Ants need food and water, and they need a way to gain access to your home. Since they can be very persistent, you need to be just as persistent. By taking some simple steps to help control ants you can be part of the solution.

  • Clean up spilled food and beverages.
  • Diligently take out the trash.
  • Rinse out jars and containers before you place them in trash cans and recycling bins.
  • Pick up and store your pet’s food before going to bed.
  • Seal doors and windows.
  • Keep rain gutters clean to prevent moisture inside walls.
  • Trim trees and shrubs away from your house; ants can use limbs as “bridges” to gain access.
  • Put firewood up off the ground and away from your house.

After treatment, you may still see some ants crawling around. If you do, don’t kill them or spray insecticide around them. We want them to transfer the product to their nests. Once the product has had time to do its job, ant activity should stop.

YELLOW JACKETS

Yellowjackets are beneficial in their role as predators of other bugs, but there are times that their presence in our yards or homes cannot be tolerated.

Yard cleanup – eliminating piles of yard or lawn trimmings, piles of lumber, or other unnecessary debris on the ground will eliminate much of the shelter the yellowjacket queen looks for in establishing the initial nest. Cleaning up fruit that has fallen on the ground will take away a food source and help keep yellowjackets from congregating in your yard. This is especially important in late summer and fall, not only are we more likely to have the accumulation of foods, from fruit trees, tomato plants, and etc., but the yellowjacket colonies also have reached a peak in their population.

Sanitation – cleaning garbage cans, tabletops, and other surfaces where food has been spilled. This, attracts the yellowjackets, as well as nasty flies that we would really prefer not to share our table with. If you look around your yard and find a buildup of the shiny, sticky honeydew on the plants (from the aphids) you should consider washing it off with the garden hose. You can speed that process up with a hose-end sprayer attachment with some liquid detergent in it.

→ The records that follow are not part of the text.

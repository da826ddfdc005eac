//! # labrys Game
//!
//! The maze-game layer above the session engine.
//!
//! This crate provides:
//! - **Entities**: maze grid, players, snapshots and move actions
//! - **Game codec**: the byte-level encoding the session layer ships
//!   opaquely
//! - **Reconciler**: [`GameClient`], which serializes moves and keeps only
//!   the newest snapshot by server-stamped version
//!
//! Snapshots arrive over lossy UDP and may be reordered; the reconciler's
//! only job is to make that invisible to the UI: `on_state_change` fires
//! for strictly increasing versions and never for a stale snapshot.

#![warn(missing_docs)]
#![warn(clippy::all)]

pub mod codec;
pub mod error;
pub mod reconciler;
pub mod state;

pub use codec::{BincodeGameCodec, GameCodec};
pub use error::GameError;
pub use reconciler::{Connection, GameClient, GameCore, GameEvents};
pub use state::{Action, Cell, Direction, GameState, Maze, Player, Pos};

/// Application-plane record type codes.
///
/// These share the session layer's single type byte with the control
/// plane. The numbers do not form a clean bit-flag space with the control
/// codes (10 and 11 overlap their bit patterns), so they are compared as
/// opaque integers only.
pub mod record_types {
    /// Move action sent by the client
    pub const MOVE_ACTION: u8 = 24;
    /// Explicit state request sent by the client
    pub const STATE_REQUEST: u8 = 48;
    /// State snapshot pushed by the server
    pub const GAME_STATE: u8 = 10;
    /// Terminal snapshot marking the end of the game
    pub const GAME_ENDED: u8 = 11;
}
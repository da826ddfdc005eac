//! CLI configuration: flags with environment fallbacks.

use clap::Args;

/// Where the matchmaking API lives
#[derive(Debug, Clone, Args)]
pub struct Config {
    /// Base URL of the game API
    #[arg(long, env = "LABRYS_API_URL", default_value = "http://localhost:8080")]
    pub api_url: String,

    /// Login path on the API
    #[arg(long, env = "LABRYS_LOGIN_PATH", default_value = "/auth/login")]
    pub login_path: String,

    /// Registration path on the API
    #[arg(long, env = "LABRYS_REGISTER_PATH", default_value = "/auth/register")]
    pub register_path: String,

    /// Matchmaking path on the API
    #[arg(long, env = "LABRYS_MATCH_PATH", default_value = "/match")]
    pub match_path: String,
}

Watch What You Wear! – yellowjackets may be attracted to certain colors (yellow, orange, or purple seem to be favorites) or odors, such as perfume or cologne. Commercial insect repellents do not seem to do much to deter yellowjackets.

Trapping – various kinds of traps are available, designed to entice yellowjackets in, where they are trapped and die within the trap. These can be laced with baits that may come with them, or with meats or sweets that you can buy yourself. Those that work well are fish baits – sardines, mackerel, salmon – or citrus flavor soda syrups. Traps should be placed away from those areas where people frequent, to draw the pests away from people rather than to them. Experience seems to indicate that, while you will no doubt catch a lot of yellowjackets, you should not expect to eliminate an entire colony simply by using traps.

Spraying or Dusting – Cascade Weed & Pest Management has access to specialized insecticides, equipment and application tools you may not have.

Baiting – this is an ideal method, as it provides food mixed with a toxic product, which the foraging workers collect and take back to the nest to feed to their larvae.

NOXIOUS WEEDS

Ground disturbing activites cause and spread noxious weeds. To prevent their introduction and spread, always replant with vegetation that will out compete noxious weeds and pull or spray any new introductions before they set seed.

ED HUME’S MOLE REPELLANT

If you are having problems with moles (or other small animals) try using this formula to drive them out of your yard:

  • 1/4 cup castor oil
  • 2 Tablespoons of liquid detergent soap
  • Blend the two together in a blender (they won’t mix properly otherwise)
  • Add 6 Tablespoons water.
  • Blend again. Store this mix in a container till needed.
  • When you are ready to apply the solution to the area where the moles are active:
  • Mix 2 tablespoons of the solution into 1 gallon of water. Pour it into the problem area (all over the affected area, not just down the holes).

FRUIT FLIES

Mix about 3 ounces of cider vinegar with 2 drops dish detergent in a glass. Fruit flies will be attracted to the vinegar while the dish detergent breaks the surface tension causing them to drown in the vinegar.